TASK BRIEF:
Among the entries that follow, find every line with the word "unsafe" and list it.
"""
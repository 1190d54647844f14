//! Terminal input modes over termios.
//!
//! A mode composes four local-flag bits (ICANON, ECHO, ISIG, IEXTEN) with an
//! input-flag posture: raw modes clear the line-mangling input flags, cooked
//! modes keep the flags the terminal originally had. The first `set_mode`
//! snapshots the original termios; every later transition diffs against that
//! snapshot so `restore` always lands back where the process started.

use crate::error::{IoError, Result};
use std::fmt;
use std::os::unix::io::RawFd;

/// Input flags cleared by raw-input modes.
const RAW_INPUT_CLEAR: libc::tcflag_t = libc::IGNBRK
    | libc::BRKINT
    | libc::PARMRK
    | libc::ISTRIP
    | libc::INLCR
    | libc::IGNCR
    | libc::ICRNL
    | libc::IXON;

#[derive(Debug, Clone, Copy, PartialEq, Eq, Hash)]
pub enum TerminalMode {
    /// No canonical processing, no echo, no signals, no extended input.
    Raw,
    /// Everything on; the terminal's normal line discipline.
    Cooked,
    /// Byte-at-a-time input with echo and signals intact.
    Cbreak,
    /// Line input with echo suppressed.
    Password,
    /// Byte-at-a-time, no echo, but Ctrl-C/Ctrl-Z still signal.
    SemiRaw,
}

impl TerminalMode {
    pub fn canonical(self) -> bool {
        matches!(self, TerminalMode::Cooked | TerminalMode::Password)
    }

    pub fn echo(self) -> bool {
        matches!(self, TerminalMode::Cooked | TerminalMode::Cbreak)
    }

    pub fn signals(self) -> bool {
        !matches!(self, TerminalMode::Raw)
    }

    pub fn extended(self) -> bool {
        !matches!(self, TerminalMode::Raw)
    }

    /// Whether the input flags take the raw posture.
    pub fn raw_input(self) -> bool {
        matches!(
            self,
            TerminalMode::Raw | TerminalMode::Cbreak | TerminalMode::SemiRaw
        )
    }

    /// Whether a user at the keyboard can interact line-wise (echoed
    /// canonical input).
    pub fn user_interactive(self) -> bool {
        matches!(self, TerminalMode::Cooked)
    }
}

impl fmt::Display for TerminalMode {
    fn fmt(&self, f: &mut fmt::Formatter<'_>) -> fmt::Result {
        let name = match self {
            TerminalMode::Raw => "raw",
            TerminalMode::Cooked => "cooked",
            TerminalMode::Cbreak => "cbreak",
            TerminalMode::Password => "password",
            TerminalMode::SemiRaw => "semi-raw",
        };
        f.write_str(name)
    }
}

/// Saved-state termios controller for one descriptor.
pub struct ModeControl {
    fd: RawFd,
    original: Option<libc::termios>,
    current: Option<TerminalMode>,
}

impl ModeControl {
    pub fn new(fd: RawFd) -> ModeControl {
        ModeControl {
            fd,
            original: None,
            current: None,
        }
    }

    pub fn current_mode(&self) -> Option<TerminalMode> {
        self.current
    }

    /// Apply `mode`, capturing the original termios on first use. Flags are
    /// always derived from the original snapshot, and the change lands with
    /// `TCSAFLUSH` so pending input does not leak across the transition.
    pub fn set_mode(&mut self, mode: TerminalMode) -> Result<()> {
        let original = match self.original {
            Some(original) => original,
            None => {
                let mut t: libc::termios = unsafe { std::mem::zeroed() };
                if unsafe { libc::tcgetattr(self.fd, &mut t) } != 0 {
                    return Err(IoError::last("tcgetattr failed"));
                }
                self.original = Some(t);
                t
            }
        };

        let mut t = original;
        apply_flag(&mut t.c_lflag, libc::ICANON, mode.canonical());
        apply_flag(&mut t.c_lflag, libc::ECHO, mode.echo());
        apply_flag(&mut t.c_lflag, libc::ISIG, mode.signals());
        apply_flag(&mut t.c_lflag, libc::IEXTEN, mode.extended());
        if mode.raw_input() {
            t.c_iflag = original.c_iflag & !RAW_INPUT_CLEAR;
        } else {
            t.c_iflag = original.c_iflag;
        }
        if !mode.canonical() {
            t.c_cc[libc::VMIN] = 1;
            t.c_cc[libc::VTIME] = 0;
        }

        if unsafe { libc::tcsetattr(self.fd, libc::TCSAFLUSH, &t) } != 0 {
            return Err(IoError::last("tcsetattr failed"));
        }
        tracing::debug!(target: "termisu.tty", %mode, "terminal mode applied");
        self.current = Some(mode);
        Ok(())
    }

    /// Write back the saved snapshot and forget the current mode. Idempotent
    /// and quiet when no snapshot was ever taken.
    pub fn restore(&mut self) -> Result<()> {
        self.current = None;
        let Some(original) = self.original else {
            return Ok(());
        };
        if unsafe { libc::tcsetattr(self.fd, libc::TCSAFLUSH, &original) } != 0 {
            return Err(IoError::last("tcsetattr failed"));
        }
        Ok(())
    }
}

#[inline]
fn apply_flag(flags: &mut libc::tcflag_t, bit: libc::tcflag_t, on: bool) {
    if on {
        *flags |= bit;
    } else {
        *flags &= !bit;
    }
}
"""
SOLUTION:
                let mut t: libc::termios = unsafe { std::mem::zeroed() };
                if unsafe { libc::tcgetattr(self.fd, &mut t) } != 0 {
        if unsafe { libc::tcsetattr(self.fd, libc::TCSAFLUSH, &t) } != 0 {
        if unsafe { libc::tcsetattr(self.fd, libc::TCSAFLUSH, &original) } != 0 {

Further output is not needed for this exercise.